Citizen Representation in Federal States: Éric Desrochers (Université d'Ottawa / University of Ottawa)
Abstract: My paper will focus on the relationship between citizens’ preferred policies and those enacted by their governments. I will examine how citizens’ substantive representation differs across federations’ subnational units, with a particular attention to the effects of some of federalism’s associated characteristics (fiscal decentralization, shared jurisdictions, social heterogeneity, bicameralism, and party system incongruence). I will rely on literatures with different approaches to political representation, particularly on studies on substantive representation and on federalism.While previous studies of substantive representation have usually focused on the public opinion of states as a whole, I should be able to offer insights into some of the inequalities of representation present within federations. The first contribution that I make is to better connect the literature on substantive representation to the vast federalism literature. On the one hand, studies of substantive representation have developed clear concepts and measures of representation, namely citizens-elites congruence and responsiveness, but they have failed to capture the peculiarities of political representation inherent to federations. On the other hand, the literature on federalism proposed normative insights with respect to representation but has failed to grasp the recent developments characterizing studies of substantive representation. My objective in this paper is thus to propose new conceptualizations of substantive representation that better consider the normative expectations associated with federalism and develop theoretical expectations explaining the role of federalism on citizens’ substantive representation within (and across) federations.


Trudeau, Trump, Thunberg: What political content do teenagers view online?: Nicole Gallant (INRS)

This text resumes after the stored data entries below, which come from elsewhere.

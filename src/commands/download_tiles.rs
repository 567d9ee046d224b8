use anyhow::{Context, Result};
use std::fs::{create_dir_all, File};
use std::path::Path;
use tracing::info;

use crate::config::GridConfig;
use crate::fetcher::{build_client, fetch_all};

/// Saves the raw tiles of the grid to `<dir>/<column>/<row>.png` without merging them.
pub async fn download_tiles(config: &GridConfig, dir: &Path) -> Result<()> {
    let client = build_client(&config.fetch)?;
    let tiles = fetch_all(&client, &config.tiles(), &config.fetch).await?;
    for tile in &tiles {
        let tile_dir = dir.join(tile.column.to_string());
        create_dir_all(&tile_dir)
            .with_context(|| format!("write failed: cannot create {}", tile_dir.display()))?;
        let path = tile_dir.join(format!("{}.png", tile.row));
        let mut out = File::create(&path)
            .with_context(|| format!("write failed: cannot create {}", path.display()))?;
        std::io::copy(&mut tile.bytes.as_slice(), &mut out)
            .with_context(|| format!("write failed: cannot write {}", path.display()))?;
        info!(url = %tile.url, path = %path.display(), "saved tile");
    }
    info!(num_tiles = tiles.len(), dir = %dir.display(), "saved all tiles");
    Ok(())
}
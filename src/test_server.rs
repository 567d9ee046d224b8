//! Minimal HTTP/1.1 server for tests that serves canned responses by path.

use std::collections::HashMap;
use std::net::SocketAddr;
use std::sync::{Arc, Mutex};
use tokio::io::{AsyncReadExt, AsyncWriteExt};
use tokio::net::{TcpListener, TcpStream};
use tokio::task::JoinHandle;

#[derive(Clone)]
pub struct Route {
    path: String,
    status: u16,
    body: Vec<u8>,
}

impl Route {
    pub fn ok(path: &str, body: Vec<u8>) -> Route {
        Route {
            path: path.to_string(),
            status: 200,
            body,
        }
    }

    pub fn status(path: &str, status: u16) -> Route {
        Route {
            path: path.to_string(),
            status,
            body: Vec::new(),
        }
    }
}

pub struct TestServer {
    addr: SocketAddr,
    hits: Arc<Mutex<HashMap<String, usize>>>,
    handle: JoinHandle<()>,
}

impl TestServer {
    /// Binds to an ephemeral port; unknown paths get a 404.
    pub async fn start(routes: Vec<Route>) -> TestServer {
        let listener = TcpListener::bind("127.0.0.1:0").await.unwrap();
        let addr = listener.local_addr().unwrap();
        let routes: Arc<HashMap<String, Route>> = Arc::new(
            routes
                .into_iter()
                .map(|route| (route.path.clone(), route))
                .collect(),
        );
        let hits = Arc::new(Mutex::new(HashMap::new()));
        let handle = {
            let hits = hits.clone();
            tokio::spawn(async move {
                while let Ok((stream, _)) = listener.accept().await {
                    let routes = routes.clone();
                    let hits = hits.clone();
                    tokio::spawn(async move {
                        let _ = respond(stream, &routes, &hits).await;
                    });
                }
            })
        };
        TestServer { addr, hits, handle }
    }

    pub fn url(&self, path: &str) -> String {
        format!("http://{}{}", self.addr, path)
    }

    pub fn hits(&self, path: &str) -> usize {
        *self.hits.lock().unwrap().get(path).unwrap_or(&0)
    }
}

impl Drop for TestServer {
    fn drop(&mut self) {
        self.handle.abort();
    }
}

async fn respond(
    mut stream: TcpStream,
    routes: &HashMap<String, Route>,
    hits: &Mutex<HashMap<String, usize>>,
) -> std::io::Result<()> {
    let mut request = Vec::new();
    let mut buf = [0; 1024];
    while !request.windows(4).any(|window| window == b"\r\n\r\n") {
        let read = stream.read(&mut buf).await?;
        if read == 0 {
            break;
        }
        request.extend_from_slice(&buf[..read]);
    }
    let request = String::from_utf8_lossy(&request);
    let path = request
        .lines()
        .next()
        .and_then(|line| line.split_whitespace().nth(1))
        .unwrap_or("/")
        .to_string();
    *hits.lock().unwrap().entry(path.clone()).or_insert(0) += 1;

    let (status, body) = match routes.get(&path) {
        Some(route) => (route.status, route.body.clone()),
        None => (404, Vec::new()),
    };
    let reason = if status == 200 { "OK" } else { "Error" };
    let head = format!(
        "HTTP/1.1 {} {}\r\nContent-Type: image/png\r\nContent-Length: {}\r\nConnection: close\r\n\r\n",
        status,
        reason,
        body.len()
    );
    stream.write_all(head.as_bytes()).await?;
    stream.write_all(&body).await?;
    stream.shutdown().await
}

Abstract: Traditional political science tools prove insufficient to grasp how online conversations and content contribute to the political socialisation of young people (alongside better-known agents like family, peers, schools, etc.). Two shortcomings arise in the existing quantitative and qualitative literature: the questions tend to imply intent (e.g. “looking for” information) and answers vary along subjective definitions of information and politics. To observe what type of political information young people effectively see online (whether or not they actively seek it), we conducted innovative qualitative interviews with fifteen teenagers (aged 15 to 17) in Québec in 2020. After establishing together what “counts” as politics/news through curated examples including memes, we observed their digital practices in context, as they scrolled their accounts on the various platforms they regularly use. Each occurrence of political/news content was discussed (whom it came from, how they usually react) and captured through screenshots for further analysis (manually coding 281 items for themes, geography, source, etc.). Political content was generally sparse, and topics ranged from covid, social debates (environment, inequalities, feminism), to news about celebrities, and seldom government action. Many were humour about political personalities which did not reference their political views. Most importantly, it emerges that algorithms seem to reinforce and exacerbate the divide between young people who are politically aware and others. The later view very little political content, generally suggested by algorithms: either sponsored local information or popular non-Québécois, non-Canadian humor, often from unreliable sources. This likely impacts their representations of the scale and geography of the political sphere.